А где же писатели, казалось бы, более близкие языком, сюжетами современному ученому? Где Аксенов, Гранин, Солженицын, черт побери?
Но поговорить не удалось: распорядок работы на конференции был очень плотный, едва успели выпить по рюмочке настойки, и Сережа отправил своего учителя по назначению на служебной машине.
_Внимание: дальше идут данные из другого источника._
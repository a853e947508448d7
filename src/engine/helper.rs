//! Layer-by-layer inference driver.

use std::collections::HashMap;
use std::sync::Arc;

use super::buffer::{LayerOutputs, OutputSpec};
use super::strategy::{gather_args, ComputeStrategy, LayerContext, Strategy};
use crate::compiler::{ArgId, FunctionGenerator, Layer, LayerFn, Schema};
use crate::config::InferenceConfig;
use crate::ir::Value;
use crate::model::Traceable;
use crate::sampling::{Batch, CsrGraph};
use crate::utils::{format_bytes, Device, DeviceMemory, HostMemory, MemoryContext};

/// Runs a split model over a whole graph, one layer at a time.
///
/// Each layer is computed for every node before the next one starts, so only
/// the buffers still needed by later layers stay alive. The first layer
/// receives the graph followed by the caller's arguments.
pub struct InferenceHelper<S: ComputeStrategy = Strategy> {
    schema: Schema,
    funcs: Vec<Arc<dyn LayerFn>>,
    strategy: S,
    memory: MemoryContext,
    peak_memory: usize,
}

impl InferenceHelper<Strategy> {
    /// Split `module` and pick the strategy and memory limit from `config`
    pub fn from_config(
        module: &dyn Traceable,
        config: &InferenceConfig,
        device: Device,
    ) -> crate::Result<Self> {
        let strategy = Strategy::from_config(config, device)?;
        let memory: Arc<dyn DeviceMemory> = match config.memory_limit_bytes {
            Some(limit) => Arc::new(HostMemory::new(limit)),
            None => Arc::new(HostMemory::system()),
        };
        Ok(Self::new(module, strategy)?.with_memory(memory))
    }
}

impl<S: ComputeStrategy> InferenceHelper<S> {
    pub fn new(module: &dyn Traceable, strategy: S) -> crate::Result<Self> {
        let (schema, funcs) = FunctionGenerator::compile(module)?.into_parts();
        Self::from_parts(schema, funcs, strategy)
    }

    /// Use pre-built layer functions, index-aligned with the schema's layers
    pub fn from_parts(
        schema: Schema,
        funcs: Vec<Arc<dyn LayerFn>>,
        strategy: S,
    ) -> crate::Result<Self> {
        if funcs.len() != schema.layer_count() {
            return Err(crate::LayerwiseError::ConfigError(format!(
                "{} layer functions for {} schema layers",
                funcs.len(),
                schema.layer_count()
            )));
        }
        schema.validate()?;

        Ok(Self {
            schema,
            funcs,
            strategy,
            memory: MemoryContext::new(Arc::new(HostMemory::system())),
            peak_memory: 0,
        })
    }

    /// Account batches against `memory` instead of system memory
    pub fn with_memory(mut self, memory: Arc<dyn DeviceMemory>) -> Self {
        self.memory = MemoryContext::new(memory);
        self
    }

    pub fn schema(&self) -> &Schema {
        &self.schema
    }

    pub fn strategy(&self) -> &S {
        &self.strategy
    }

    pub fn strategy_mut(&mut self) -> &mut S {
        &mut self.strategy
    }

    pub fn memory(&self) -> &MemoryContext {
        &self.memory
    }

    /// Highest per-layer memory peak of the last call
    pub fn peak_memory(&self) -> usize {
        self.peak_memory
    }

    /// Run the model over every node of `graph`.
    ///
    /// Returns the model's single output, or a tuple when it has several.
    pub fn inference(&mut self, graph: &Arc<CsrGraph>, args: Vec<Value>) -> crate::Result<Value> {
        self.strategy.before_inference(graph, &args)?;
        let result = self.run(graph, args);
        self.strategy.after_inference();
        result
    }

    fn run(&mut self, graph: &Arc<CsrGraph>, args: Vec<Value>) -> crate::Result<Value> {
        let first_inputs = self.schema.first_layer_inputs();
        if args.len() + 1 != first_inputs.len() {
            return Err(crate::LayerwiseError::ArityMismatch {
                expected: first_inputs.len(),
                actual: args.len() + 1,
            });
        }
        if graph.num_nodes() == 0 {
            return Err(crate::LayerwiseError::ConfigError(
                "cannot run inference on a graph with no nodes".to_string(),
            ));
        }

        let mut values: HashMap<ArgId, Value> = first_inputs
            .iter()
            .copied()
            .zip(std::iter::once(Value::Graph(graph.clone())).chain(args))
            .collect();

        let specs = self.probe(graph, &values)?;
        self.peak_memory = 0;

        let num_layers = self.schema.layer_count();
        for (layer, func) in self.schema.layers().iter().zip(&self.funcs) {
            tracing::info!("Running layer {}/{}", layer.id + 1, num_layers);

            let outputs = LayerOutputs::allocate(layer.id, &specs[layer.id], graph.num_nodes())?;
            tracing::debug!(
                "Layer {} output buffers: {}",
                layer.id,
                format_bytes(outputs.host_bytes() as u64)
            );
            self.memory.clear_caches();
            self.memory.reset_peak();

            let cx = LayerContext {
                graph,
                values: &values,
                schema: &self.schema,
                layer,
                func: func.as_ref(),
                memory: &self.memory,
            };
            let outputs = self.strategy.compute(cx, outputs)?;
            let results = outputs.finish()?;
            self.peak_memory = self.peak_memory.max(self.memory.peak());

            release_consumed(&self.schema, layer, &mut values);
            for (&id, value) in layer.outputs.iter().zip(results) {
                values.insert(id, value);
            }
        }

        let outputs = self
            .schema
            .last_layer_outputs()
            .iter()
            .map(|id| {
                // An output may be listed more than once
                values.get(id).cloned().ok_or_else(|| {
                    crate::LayerwiseError::EvalError(format!(
                        "model output `{}` was never computed",
                        self.schema.arg(*id).name
                    ))
                })
            })
            .collect::<crate::Result<Vec<_>>>()?;

        Ok(Value::from_outputs(outputs))
    }

    /// Run every layer once on a one-node batch to learn its output shapes.
    ///
    /// Works on a copy of `values`, so the real value map is untouched.
    fn probe(
        &self,
        graph: &Arc<CsrGraph>,
        values: &HashMap<ArgId, Value>,
    ) -> crate::Result<Vec<Vec<OutputSpec>>> {
        let mut probe_values = values.clone();
        let batch = Batch::probe();
        let device = self.strategy.device();

        let mut specs = Vec::with_capacity(self.funcs.len());
        for (layer, func) in self.schema.layers().iter().zip(&self.funcs) {
            let args = gather_args(
                &self.schema,
                layer,
                &probe_values,
                &batch,
                graph.num_nodes(),
                device,
            )?;
            let outputs = func.call(&args)?.into_outputs();
            if outputs.len() != layer.outputs.len() {
                return Err(crate::LayerwiseError::OutputArityMismatch {
                    layer: layer.id,
                    expected: layer.outputs.len(),
                    actual: outputs.len(),
                });
            }

            specs.push(outputs.iter().map(OutputSpec::of).collect());
            for (&id, value) in layer.outputs.iter().zip(outputs) {
                probe_values.insert(id, value);
            }
        }
        tracing::debug!("Probed output specs: {:?}", specs);
        Ok(specs)
    }
}

/// Drop the inputs of `layer` that no later layer reads.
///
/// Blocks are rebuilt per batch and the model's own inputs stay for the
/// whole call, so neither is touched.
fn release_consumed(schema: &Schema, layer: &Layer, values: &mut HashMap<ArgId, Value>) {
    for &input in &layer.inputs {
        let arg = schema.arg(input);
        if !arg.is_block
            && !schema.is_retained(input)
            && arg.last_consumer() == Some(layer.id)
            && values.remove(&input).is_some()
        {
            tracing::debug!("Released `{}` after layer {}", arg.name, layer.id);
        }
    }
}
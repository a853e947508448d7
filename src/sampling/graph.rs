//! Compressed in-edge storage for the input graph.

use std::path::Path;

use rand::rngs::StdRng;
use rand::{Rng, SeedableRng};

/// Directed graph stored as in-edge CSR: for every destination node, the
/// list of source nodes with an edge into it.
#[derive(Debug, Clone)]
pub struct CsrGraph {
    num_nodes: usize,
    /// `indptr[v]..indptr[v + 1]` indexes `indices` for node `v`
    indptr: Vec<usize>,
    indices: Vec<u32>,
}

impl CsrGraph {
    /// Build from `(src, dst)` edge pairs
    pub fn from_edges(num_nodes: usize, edges: &[(u32, u32)]) -> crate::Result<Self> {
        let mut degree = vec![0usize; num_nodes];
        for &(src, dst) in edges {
            if src as usize >= num_nodes || dst as usize >= num_nodes {
                return Err(crate::LayerwiseError::ConfigError(format!(
                    "edge ({}, {}) out of range for {} nodes",
                    src, dst, num_nodes
                )));
            }
            degree[dst as usize] += 1;
        }

        let mut indptr = Vec::with_capacity(num_nodes + 1);
        indptr.push(0);
        for d in &degree {
            indptr.push(indptr[indptr.len() - 1] + d);
        }

        let mut cursor = indptr.clone();
        let mut indices = vec![0u32; edges.len()];
        for &(src, dst) in edges {
            let slot = &mut cursor[dst as usize];
            indices[*slot] = src;
            *slot += 1;
        }

        Ok(Self {
            num_nodes,
            indptr,
            indices,
        })
    }

    /// Random graph where each node receives about `avg_in_degree` edges
    pub fn random(num_nodes: usize, avg_in_degree: usize, seed: u64) -> crate::Result<Self> {
        let mut rng = StdRng::seed_from_u64(seed);
        let mut edges = Vec::with_capacity(num_nodes * avg_in_degree);
        if num_nodes > 0 {
            for dst in 0..num_nodes as u32 {
                let degree = rng.random_range(0..=avg_in_degree * 2);
                for _ in 0..degree {
                    edges.push((rng.random_range(0..num_nodes as u32), dst));
                }
            }
        }
        Self::from_edges(num_nodes, &edges)
    }

    /// Load a whitespace separated `src dst` edge list.
    ///
    /// Lines starting with `#` are skipped. The node count is one past the
    /// largest id seen.
    pub fn from_edge_list(path: impl AsRef<Path>) -> crate::Result<Self> {
        let content = std::fs::read_to_string(path)?;
        let mut edges = Vec::new();
        let mut max_id = None;

        for (lineno, line) in content.lines().enumerate() {
            let line = line.trim();
            if line.is_empty() || line.starts_with('#') {
                continue;
            }
            let mut parts = line.split_whitespace();
            let parse = |part: Option<&str>| -> crate::Result<u32> {
                part.and_then(|p| p.parse().ok()).ok_or_else(|| {
                    crate::LayerwiseError::ConfigError(format!(
                        "malformed edge on line {}: {:?}",
                        lineno + 1,
                        line
                    ))
                })
            };
            let src = parse(parts.next())?;
            let dst = parse(parts.next())?;
            max_id = max_id.max(Some(src.max(dst)));
            edges.push((src, dst));
        }

        let num_nodes = max_id.map_or(0, |m| m as usize + 1);
        Self::from_edges(num_nodes, &edges)
    }

    pub fn num_nodes(&self) -> usize {
        self.num_nodes
    }

    pub fn num_edges(&self) -> usize {
        self.indices.len()
    }

    pub fn in_degree(&self, node: u32) -> usize {
        let v = node as usize;
        self.indptr[v + 1] - self.indptr[v]
    }

    pub fn in_neighbors(&self, node: u32) -> &[u32] {
        let v = node as usize;
        &self.indices[self.indptr[v]..self.indptr[v + 1]]
    }
}

#[cfg(test)]
mod tests {
    use super::*;

    #[test]
    fn test_from_edges() {
        let g = CsrGraph::from_edges(4, &[(0, 1), (2, 1), (1, 3)]).unwrap();
        assert_eq!(g.num_nodes(), 4);
        assert_eq!(g.num_edges(), 3);
        assert_eq!(g.in_neighbors(1), &[0, 2]);
        assert_eq!(g.in_degree(0), 0);
        assert_eq!(g.in_neighbors(3), &[1]);
    }

    #[test]
    fn test_out_of_range_edge() {
        assert!(CsrGraph::from_edges(2, &[(0, 2)]).is_err());
    }

    #[test]
    fn test_random_is_deterministic() {
        let a = CsrGraph::random(50, 3, 7).unwrap();
        let b = CsrGraph::random(50, 3, 7).unwrap();
        assert_eq!(a.num_edges(), b.num_edges());
        assert_eq!(a.in_neighbors(10), b.in_neighbors(10));
    }

    #[test]
    fn test_from_edge_list() {
        let path = std::env::temp_dir().join("rs_layerwise_edges_test.txt");
        std::fs::write(&path, "# comment\n0 1\n1 2\n\n2 4\n").unwrap();
        let g = CsrGraph::from_edge_list(&path).unwrap();
        assert_eq!(g.num_nodes(), 5);
        assert_eq!(g.num_edges(), 3);
        assert_eq!(g.in_neighbors(4), &[2]);

        std::fs::write(&path, "0 x\n").unwrap();
        assert!(CsrGraph::from_edge_list(&path).is_err());
        let _ = std::fs::remove_file(&path);
    }
}
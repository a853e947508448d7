//! In-place rewrites run on a traced graph before it is split.

use std::collections::HashSet;

use crate::ir::{Arg, Builtin, Graph, Literal, NodeId, OpKind};

/// Name prefix of the placeholders standing in for per-layer blocks
pub const BLOCK_PREFIX: &str = "__block_";

/// Placeholder name for layer `index`'s block
pub fn block_name(index: usize) -> String {
    format!("{}{}", BLOCK_PREFIX, index)
}

/// Whether `name` is a block placeholder created by [`normalize`]
pub fn is_block_name(name: &str) -> bool {
    name.strip_prefix(BLOCK_PREFIX)
        .is_some_and(|rest| !rest.is_empty() && rest.bytes().all(|b| b.is_ascii_digit()))
}

/// Replace every `GetBlock(graph, i)` call with a `__block_{i}` placeholder.
///
/// Calls selecting the same index share one placeholder. Returns the number
/// of calls replaced; a second run finds nothing to do.
pub fn normalize(graph: &mut Graph) -> crate::Result<usize> {
    let selections: Vec<(NodeId, usize)> = graph
        .iter()
        .filter_map(|(id, node)| match node.op() {
            OpKind::Call { target, args } if target.is_builtin(Builtin::GetBlock) => {
                Some(block_index(node.name(), args).map(|i| (id, i)))
            }
            _ => None,
        })
        .collect::<crate::Result<_>>()?;

    for &(call, index) in &selections {
        let name = block_name(index);
        let placeholder = match graph.find(&name) {
            Some(existing) if graph.node(existing)?.is_placeholder() => existing,
            Some(_) => {
                return Err(crate::LayerwiseError::ConfigError(format!(
                    "node `{}` clashes with the block placeholder name",
                    name
                )))
            }
            None => graph.insert_placeholder_before(call, name)?,
        };
        graph.replace_all_uses(call, placeholder);
        graph.erase(call)?;
    }

    if !selections.is_empty() {
        tracing::debug!("Replaced {} block selections with placeholders", selections.len());
    }
    Ok(selections.len())
}

fn block_index(name: &str, args: &[Arg]) -> crate::Result<usize> {
    match args.get(1) {
        Some(Arg::Literal(Literal::Int(i))) if *i >= 0 => Ok(*i as usize),
        other => Err(crate::LayerwiseError::ConfigError(format!(
            "block selection `{}` needs a non-negative integer literal index, got {:?}",
            name, other
        ))),
    }
}

/// Erase call nodes whose results nobody reads, to a fixed point.
///
/// Placeholders and the output node always survive. Returns the number of
/// erased nodes.
pub fn prune(graph: &mut Graph) -> usize {
    let mut erased = 0usize;
    loop {
        let used: HashSet<NodeId> = graph.iter().flat_map(|(_, node)| node.inputs()).collect();
        let dead: Vec<NodeId> = graph
            .iter()
            .filter(|(id, node)| {
                !node.is_placeholder() && !node.is_output() && !used.contains(id)
            })
            .map(|(id, _)| id)
            .collect();
        if dead.is_empty() {
            break;
        }
        for id in dead {
            if graph.erase(id).is_ok() {
                erased += 1;
            }
        }
    }
    erased
}

#[cfg(test)]
mod tests {
    use super::*;
    use crate::ir::Target;

    fn two_layer() -> Graph {
        let mut g = Graph::new();
        let graph_in = g.placeholder("graph").unwrap();
        let x = g.placeholder("x").unwrap();
        let b0 = g
            .call("get_block", Target::Builtin(Builtin::GetBlock), vec![graph_in.into(), 0i64.into()])
            .unwrap();
        let h = g
            .call("conv", Target::Module("conv".into()), vec![b0.into(), x.into()])
            .unwrap();
        let b1 = g
            .call("get_block_1", Target::Builtin(Builtin::GetBlock), vec![graph_in.into(), 1i64.into()])
            .unwrap();
        let again = g
            .call("get_block_2", Target::Builtin(Builtin::GetBlock), vec![graph_in.into(), 1i64.into()])
            .unwrap();
        let h2 = g
            .call("conv_1", Target::Module("conv".into()), vec![b1.into(), again.into(), h.into()])
            .unwrap();
        g.set_output(vec![h2]).unwrap();
        g
    }

    #[test]
    fn test_normalize_replaces_selections() {
        let mut g = two_layer();
        assert_eq!(normalize(&mut g).unwrap(), 3);
        let names: Vec<String> = g
            .placeholders()
            .into_iter()
            .map(|id| g.node(id).unwrap().name().to_string())
            .collect();
        assert_eq!(names, vec!["graph", "x", "__block_0", "__block_1"]);

        let conv_1 = g.find("conv_1").unwrap();
        let b1 = g.find("__block_1").unwrap();
        assert_eq!(g.node(conv_1).unwrap().inputs()[..2], [b1, b1]);

        // Idempotent
        assert_eq!(normalize(&mut g).unwrap(), 0);
    }

    #[test]
    fn test_normalize_rejects_dynamic_index() {
        let mut g = Graph::new();
        let graph_in = g.placeholder("graph").unwrap();
        let i = g.placeholder("i").unwrap();
        let b = g
            .call("get_block", Target::Builtin(Builtin::GetBlock), vec![graph_in.into(), i.into()])
            .unwrap();
        g.set_output(vec![b]).unwrap();
        let err = normalize(&mut g).unwrap_err();
        assert!(err.is_configuration());
    }

    #[test]
    fn test_prune_fixed_point() {
        let mut g = Graph::new();
        let x = g.placeholder("x").unwrap();
        let unused_in = g.placeholder("unused").unwrap();
        let a = g.call("a", Target::Builtin(Builtin::Relu), vec![x.into()]).unwrap();
        let dead1 = g.call("dead1", Target::Builtin(Builtin::Relu), vec![unused_in.into()]).unwrap();
        g.call("dead2", Target::Builtin(Builtin::Relu), vec![dead1.into()]).unwrap();
        g.set_output(vec![a]).unwrap();

        assert_eq!(prune(&mut g), 2);
        assert!(g.find("dead1").is_none());
        assert!(g.find("unused").is_some());
        assert_eq!(prune(&mut g), 0);
    }

    #[test]
    fn test_block_names() {
        assert!(is_block_name("__block_12"));
        assert!(!is_block_name("__block_"));
        assert!(!is_block_name("block_1"));
    }
}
Уже вернувшись в Сиречь, Углев часто задумывался, почему, в самом деле, для интеллигенции, такой изысканной, как Ворфоломеев, сегодня ближе не книги о физиках, например, или диссидентах – а ведь еще недавно!.. но – о сельской жизни. По закону маятника, после двадцатилетнего забвения, – новая мода? А не потому ли, что, если даже ты, физик, математик, родился в городе, у тебя деды и бабушки оттуда, из деревни? И когда видишь эти повести со слегка выспренними, назидательными названиями, что-то все же сладостно точит душу? И, глядя мексиканские и бразильские сериалы по ТВ с музыкой и сентиментальными страстями, вспоминаешь наших “Кубанских казаков”, над которыми еще вчера смеялся, а сегодня иными глазами оцениваешь? Да, сказка, сказка, рожденная нищим советским народом, который, однако, не успел забыть общинной жизни до революции, с церковью, песнями, обрядами, с высокой нравственностью…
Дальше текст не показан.